If you look inside the patch file, the difference is that the Reitveld review system cannot handle “diff -r 3e41c0449b9c” from your file, but hopefully will know about “diff -r ebb23744a36c” in my version.
msg274109 - (view) Author: Martin Panter (martin.panter) * (Python committer) Date: 2016-09-01 09:20
Thanks for the patches. I left you some comments in the code review.

I expect there would be more bits of the docs that need fixing. Doc/library/functions.rst definitely; the tutorial is worth checking too. There may also be example code floating around using the deprecated calls.

Regarding code that uses the deprecated call, as well as blind searching (grep), you could try running the entire test suite with -Werror. That should catch a lot of them.

In the RST documentation, I think you missed adding entries for the zeros() and byte() constructor methods. Maybe use the other class methods maketrans(), fromhex() as a starting point.

Also, this will need an entry written for Doc/whatsnew/3.6.rst.
msg274155 - (view) Author: Elias Zamaria (elias) * Date: 2016-09-01 17:12
I tried running `hg import --no-commit "$(xclip -o)"` and got the following result:

bash: xclip: command not found
abort: need at least one patch to import

I am using OS X 10.11.6 and Mercurial 3.8.2. I did a bit of quick research on xclip, but it looks like yet another unfamiliar tool, and I don't know exactly what it does or how it is supposed to help me.

I looked at your suggestions for my patch, and I am working on them.

I am planning to look at the tutorial, and to look for, and maybe fix, deprecated calls, but so far, I don't have a clear idea how long it will take me, or if it is realistic for one person to do it.
msg274161 - (view) Author: Serhiy Storchaka (serhiy.storchaka) * (Python committer) Date: 2016-09-01 18:19
I'm not convinced that the zeros() method is needed. Zero-initialized sequences can be created via sequence repetition. Sorry, but arguments against this sound like "we made bad design decision in the past, let repeat it with new name" to me.

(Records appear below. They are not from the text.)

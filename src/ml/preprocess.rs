//! 画像前処理
//!
//! 任意サイズ・任意カラーモードの画像を、モデルが期待する
//! `[1, 3, 224, 224]`（NCHW、値域 [0, 1]）のテンソルデータへ変換します。
//! 学習時と推論時で同じ前処理を使うため、設定はモデルアーカイブに記録されます。

use image::imageops::FilterType;
use image::DynamicImage;
use serde::{Deserialize, Serialize};

use crate::error::{DetectorError, DetectorResult};

/// モデル入力サイズ（正方形）
pub const IMAGE_SIZE: usize = 224;

/// 入力チャネル数（RGB）
pub const NUM_CHANNELS: usize = 3;

/// リサイズ方法
#[derive(Debug, Clone, Copy, PartialEq, Eq, Serialize, Deserialize, Default)]
#[serde(rename_all = "snake_case")]
pub enum PreprocessMode {
    /// アスペクト比を無視して目標サイズへ引き伸ばす
    #[default]
    Stretch,
    /// アスペクト比を保ったまま中央を切り出してから目標サイズへ縮小
    Fit,
}

/// リサンプリングフィルタ
#[derive(Debug, Clone, Copy, PartialEq, Eq, Serialize, Deserialize, Default)]
#[serde(rename_all = "snake_case")]
pub enum ResampleFilter {
    Nearest,
    Triangle,
    /// バイキュービック
    #[default]
    CatmullRom,
    Lanczos3,
}

impl From<ResampleFilter> for FilterType {
    fn from(filter: ResampleFilter) -> Self {
        match filter {
            ResampleFilter::Nearest => FilterType::Nearest,
            ResampleFilter::Triangle => FilterType::Triangle,
            ResampleFilter::CatmullRom => FilterType::CatmullRom,
            ResampleFilter::Lanczos3 => FilterType::Lanczos3,
        }
    }
}

/// 前処理設定
#[derive(Debug, Clone, Copy, PartialEq, Eq, Serialize, Deserialize)]
pub struct PreprocessSettings {
    /// 入力画像サイズ（正方形、ピクセル）
    pub image_size: u32,
    pub mode: PreprocessMode,
    pub filter: ResampleFilter,
}

impl Default for PreprocessSettings {
    fn default() -> Self {
        Self {
            image_size: IMAGE_SIZE as u32,
            mode: PreprocessMode::default(),
            filter: ResampleFilter::default(),
        }
    }
}

/// 前処理済み画像（C, H, W の順で平坦化）
#[derive(Debug, Clone, PartialEq)]
pub struct PreprocessedImage {
    pub data: Vec<f32>,
    pub size: usize,
}

impl PreprocessedImage {
    /// バッチ次元を含むテンソル形状 `[1, 3, size, size]`
    pub fn shape(&self) -> [usize; 4] {
        [1, NUM_CHANNELS, self.size, self.size]
    }
}

/// 画像前処理器
#[derive(Debug, Clone, Copy, PartialEq, Eq)]
pub struct Preprocessor {
    settings: PreprocessSettings,
}

impl Preprocessor {
    pub fn new(settings: PreprocessSettings) -> Self {
        Self { settings }
    }

    pub fn settings(&self) -> &PreprocessSettings {
        &self.settings
    }

    pub fn image_size(&self) -> usize {
        self.settings.image_size as usize
    }

    /// デコード済み画像を前処理
    ///
    /// 1. RGB 3チャネルへ変換
    /// 2. 目標サイズへリサイズ（すでに目標サイズならリサンプリングしない）
    /// 3. 255 で割って [0, 1] へスケーリング
    ///
    /// 幅または高さが 0 の画像は推論エラーになります。
    pub fn preprocess(&self, image: &DynamicImage) -> DetectorResult<PreprocessedImage> {
        if image.width() == 0 || image.height() == 0 {
            return Err(DetectorError::inference(
                "画像サイズが不正です",
                format!("{}x{}", image.width(), image.height()),
            ));
        }

        let size = self.settings.image_size;
        let filter: FilterType = self.settings.filter.into();

        let resized = if image.width() == size && image.height() == size {
            image.to_rgb8()
        } else {
            match self.settings.mode {
                PreprocessMode::Stretch => image.resize_exact(size, size, filter).to_rgb8(),
                PreprocessMode::Fit => image.resize_to_fill(size, size, filter).to_rgb8(),
            }
        };

        let size = size as usize;
        let hw = size * size;
        let mut data = vec![0.0f32; NUM_CHANNELS * hw];

        // HWC -> CHW
        for (i, pixel) in resized.into_raw().chunks_exact(NUM_CHANNELS).enumerate() {
            for channel in 0..NUM_CHANNELS {
                data[channel * hw + i] = pixel[channel] as f32 / 255.0;
            }
        }

        Ok(PreprocessedImage { data, size })
    }

    /// エンコード済みバイト列（PNG/JPEG など）をデコードして前処理
    pub fn preprocess_bytes(&self, bytes: &[u8]) -> DetectorResult<PreprocessedImage> {
        let image = image::load_from_memory(bytes)
            .map_err(|e| DetectorError::inference("画像のデコードに失敗しました", e))?;
        self.preprocess(&image)
    }

    /// 画像ファイルを読み込んで前処理
    pub fn preprocess_path(&self, path: &std::path::Path) -> DetectorResult<PreprocessedImage> {
        let image = image::open(path).map_err(|e| {
            DetectorError::inference(format!("画像の読み込みに失敗しました: {}", path.display()), e)
        })?;
        self.preprocess(&image)
    }
}

impl Default for Preprocessor {
    fn default() -> Self {
        Self::new(PreprocessSettings::default())
    }
}
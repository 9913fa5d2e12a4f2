use serde::{Deserialize, Serialize};

/// 判定しきい値（これを超えると REAL）
pub const DECISION_THRESHOLD: f32 = 0.5;

/// 判定ラベル
#[derive(Debug, Clone, Copy, PartialEq, Eq, Serialize, Deserialize)]
#[serde(rename_all = "UPPERCASE")]
pub enum Label {
    Real,
    Fake,
}

impl std::fmt::Display for Label {
    fn fmt(&self, f: &mut std::fmt::Formatter<'_>) -> std::fmt::Result {
        match self {
            Label::Real => write!(f, "REAL"),
            Label::Fake => write!(f, "FAKE"),
        }
    }
}

/// 1枚の画像に対する分類結果
#[derive(Debug, Clone, Copy, PartialEq, Serialize, Deserialize)]
pub struct ClassificationResult {
    /// モデル出力（ラベル1 = real である確率）
    pub raw_score: f32,
    pub label: Label,
    /// 判定ラベルに対する確信度 [50, 100]
    pub confidence_percent: f32,
}

impl ClassificationResult {
    /// スコアからしきい値判定で結果を作成
    ///
    /// - score > 0.5  : REAL、確信度 = score × 100
    /// - score <= 0.5 : FAKE、確信度 = (1 - score) × 100
    ///
    /// スコアは [0, 1] に丸めてから判定します。
    pub fn from_score(score: f32) -> Self {
        let raw_score = score.clamp(0.0, 1.0);

        let (label, confidence_percent) = if raw_score > DECISION_THRESHOLD {
            (Label::Real, raw_score * 100.0)
        } else {
            (Label::Fake, (1.0 - raw_score) * 100.0)
        };

        Self {
            raw_score,
            label,
            confidence_percent,
        }
    }

    /// 表示用の確信度文字列（例: "90.00%"）
    pub fn confidence_display(&self) -> String {
        format!("{:.2}%", self.confidence_percent)
    }
}

impl std::fmt::Display for ClassificationResult {
    fn fmt(&self, f: &mut std::fmt::Formatter<'_>) -> std::fmt::Result {
        write!(f, "{} ({})", self.label, self.confidence_display())
    }
}

#[cfg(test)]
mod tests {
    use super::*;
    use proptest::prelude::*;

    #[test]
    fn test_high_score_is_real() {
        let result = ClassificationResult::from_score(0.9);
        assert_eq!(result.label, Label::Real);
        assert_eq!(result.confidence_display(), "90.00%");
    }

    #[test]
    fn test_low_score_is_fake() {
        let result = ClassificationResult::from_score(0.1);
        assert_eq!(result.label, Label::Fake);
        assert_eq!(result.confidence_display(), "90.00%");
    }

    #[test]
    fn test_boundary_score_is_fake() {
        let result = ClassificationResult::from_score(0.5);
        assert_eq!(result.label, Label::Fake);
        assert_eq!(result.confidence_percent, 50.0);
        assert_eq!(result.confidence_display(), "50.00%");
    }

    #[test]
    fn test_extremes() {
        let real = ClassificationResult::from_score(1.0);
        assert_eq!(real.label, Label::Real);
        assert_eq!(real.confidence_display(), "100.00%");

        let fake = ClassificationResult::from_score(0.0);
        assert_eq!(fake.label, Label::Fake);
        assert_eq!(fake.confidence_display(), "100.00%");
    }

    #[test]
    fn test_label_serialization() {
        assert_eq!(serde_json::to_string(&Label::Real).unwrap(), "\"REAL\"");
        assert_eq!(format!("{}", Label::Fake), "FAKE");
    }

    proptest! {
        #[test]
        fn prop_above_threshold_is_real(s in 0.500_001f32..=1.0f32) {
            let result = ClassificationResult::from_score(s);
            prop_assert_eq!(result.label, Label::Real);
            prop_assert!((result.confidence_percent - s * 100.0).abs() < 1e-4);
        }

        #[test]
        fn prop_at_or_below_threshold_is_fake(s in 0.0f32..=0.5f32) {
            let result = ClassificationResult::from_score(s);
            prop_assert_eq!(result.label, Label::Fake);
            prop_assert!((result.confidence_percent - (1.0 - s) * 100.0).abs() < 1e-4);
        }

        #[test]
        fn prop_confidence_in_range(s in 0.0f32..=1.0f32) {
            let result = ClassificationResult::from_score(s);
            prop_assert!(result.confidence_percent >= 50.0);
            prop_assert!(result.confidence_percent <= 100.0);
        }
    }
}
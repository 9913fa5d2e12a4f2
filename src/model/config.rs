//! アプリケーション設定管理モジュール
//!
//! 計算デバイス、モデルパス、学習・前処理設定をJSON形式で保存・読み込みします。

use serde::{Deserialize, Serialize};
use std::fs;
use std::path::{Path, PathBuf};

use crate::error::{DetectorError, DetectorResult};
use crate::ml::preprocess::PreprocessSettings;
use crate::ml::pretrained::DEFAULT_WEIGHTS_PATH;

/// 計算デバイスの種類
#[derive(Debug, Clone, Copy, Serialize, Deserialize, PartialEq, Eq, Default)]
pub enum DeviceType {
    /// WGPU (GPU) バックエンド（`wgpu` feature が必要）
    Wgpu,
    /// NdArray (CPU) バックエンド
    #[default]
    Cpu,
}

impl std::fmt::Display for DeviceType {
    fn fmt(&self, f: &mut std::fmt::Formatter<'_>) -> std::fmt::Result {
        match self {
            DeviceType::Wgpu => write!(f, "WGPU (GPU)"),
            DeviceType::Cpu => write!(f, "CPU (NdArray)"),
        }
    }
}

/// モデル設定
#[derive(Debug, Clone, Serialize, Deserialize, PartialEq)]
pub struct ModelSettings {
    /// モデルファイルのパス（学習の出力先、推論の読み込み元）
    pub model_path: PathBuf,
    /// バックボーンの事前学習済み重み（ImageNet の `.safetensors` または Burn バイナリレコード）
    #[serde(default = "default_backbone_weights")]
    pub backbone_weights: Option<PathBuf>,
    /// 重みファイルが無い場合にランダム初期化のバックボーンで学習する
    #[serde(default)]
    pub allow_random_backbone: bool,
    /// バックボーンの幅係数
    #[serde(default = "default_width_multiplier")]
    pub width_multiplier: f64,
}

fn default_width_multiplier() -> f64 {
    1.0
}

fn default_backbone_weights() -> Option<PathBuf> {
    Some(PathBuf::from(DEFAULT_WEIGHTS_PATH))
}

impl Default for ModelSettings {
    fn default() -> Self {
        Self {
            model_path: PathBuf::from("models/deepfake_detector.tar.gz"),
            backbone_weights: default_backbone_weights(),
            allow_random_backbone: false,
            width_multiplier: default_width_multiplier(),
        }
    }
}

/// トレーニング設定
#[derive(Debug, Clone, Serialize, Deserialize, PartialEq)]
pub struct TrainingSettings {
    /// 学習データディレクトリ（クラスディレクトリを2つ含む）
    pub data_dir: PathBuf,
    /// エポック数
    pub num_epochs: usize,
    /// バッチサイズ
    pub batch_size: usize,
    /// 学習率
    pub learning_rate: f64,
    /// ランダムシード
    pub seed: u64,
    /// 検証データの割合
    pub validation_split: f32,
}

impl Default for TrainingSettings {
    fn default() -> Self {
        Self {
            data_dir: PathBuf::from("data/train"),
            num_epochs: 5,
            batch_size: 10,
            learning_rate: 1e-3,
            seed: 42,
            validation_split: 0.2,
        }
    }
}

impl TrainingSettings {
    /// 設定値の妥当性を検証
    pub fn validate(&self) -> DetectorResult<()> {
        if self.num_epochs == 0 {
            return Err(DetectorError::Configuration(
                "エポック数は1以上である必要があります".to_string(),
            ));
        }
        if self.batch_size == 0 {
            return Err(DetectorError::Configuration(
                "バッチサイズは1以上である必要があります".to_string(),
            ));
        }
        if !(self.learning_rate > 0.0) {
            return Err(DetectorError::Configuration(format!(
                "学習率が不正です: {}",
                self.learning_rate
            )));
        }
        if !(0.0..1.0).contains(&self.validation_split) {
            return Err(DetectorError::Configuration(format!(
                "検証データの割合は [0, 1) の範囲で指定してください: {}",
                self.validation_split
            )));
        }
        Ok(())
    }
}

/// アプリケーション設定
#[derive(Debug, Clone, Serialize, Deserialize, PartialEq, Default)]
pub struct AppConfig {
    /// 計算デバイスの種類
    #[serde(default)]
    pub device_type: DeviceType,
    /// モデル設定
    #[serde(default)]
    pub model: ModelSettings,
    /// トレーニング設定
    #[serde(default)]
    pub training: TrainingSettings,
    /// 前処理設定
    #[serde(default)]
    pub preprocessing: PreprocessSettings,
}

impl AppConfig {
    /// 設定ファイルのデフォルトパス
    pub fn default_path() -> PathBuf {
        PathBuf::from("config.json")
    }

    /// 設定を読み込む
    pub fn load<P: AsRef<Path>>(path: P) -> DetectorResult<Self> {
        let path = path.as_ref();
        let content = fs::read_to_string(path).map_err(|e| {
            DetectorError::Configuration(format!(
                "設定ファイルを読み込めません ({}): {}",
                path.display(),
                e
            ))
        })?;
        serde_json::from_str(&content).map_err(|e| {
            DetectorError::Configuration(format!(
                "設定ファイルを解析できません ({}): {}",
                path.display(),
                e
            ))
        })
    }

    /// 設定を読み込む、存在しない・読み込めない場合はデフォルト設定を返す
    pub fn load_or_default<P: AsRef<Path>>(path: P) -> Self {
        let path = path.as_ref();
        if !path.exists() {
            log::info!("設定ファイルが存在しません。デフォルト設定を使用します");
            return Self::default();
        }

        match Self::load(path) {
            Ok(config) => {
                log::info!("設定ファイルを読み込みました: {}", path.display());
                config
            }
            Err(e) => {
                log::warn!("{}", e);
                log::warn!("デフォルト設定を使用します");
                Self::default()
            }
        }
    }

    /// 設定を保存する
    pub fn save<P: AsRef<Path>>(&self, path: P) -> DetectorResult<()> {
        let content = serde_json::to_string_pretty(self)
            .map_err(|e| DetectorError::Configuration(e.to_string()))?;
        fs::write(path, content)?;
        Ok(())
    }

    /// 設定情報をログへ出力
    pub fn display(&self) {
        log::info!("=== アプリケーション設定 ===");
        log::info!("計算デバイス: {}", self.device_type);
        log::info!("モデルパス: {}", self.model.model_path.display());
        match &self.model.backbone_weights {
            Some(weights) => log::info!("バックボーン重み: {}", weights.display()),
            None => log::info!("バックボーン重み: (未指定)"),
        }
        if self.model.allow_random_backbone {
            log::info!("重みが無い場合はランダム初期化のバックボーンを使用します");
        }
        log::info!("学習データ: {}", self.training.data_dir.display());
        log::info!(
            "エポック数: {}, バッチサイズ: {}, 学習率: {}, シード: {}, 検証割合: {}",
            self.training.num_epochs,
            self.training.batch_size,
            self.training.learning_rate,
            self.training.seed,
            self.training.validation_split
        );
        log::info!(
            "前処理: {0}x{0} {1:?} / {2:?}",
            self.preprocessing.image_size,
            self.preprocessing.mode,
            self.preprocessing.filter
        );
    }
}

In any case if you want to write a code for different Python versions you should use sequence repetition.

Here is a patch that replaces all creations of zero-initialized bytes and bytearray objects in the stdlib and tests with repetitions. All tests (except test_bytes of course) are passed on Linux if disallow an int argument in bytes and bytearray constructors.
msg274165 - (view) Author: Ethan Furman (ethan.furman) * (Python committer) Date: 2016-09-01 18:37
Two things to note:

- there is no need to change the stdlib to use anything besides the default
  constructor -- it's not going away, and it already works (my apologies if
  I misunderstood)

- PEP 467 has not yet been accepted (unless I missed that?)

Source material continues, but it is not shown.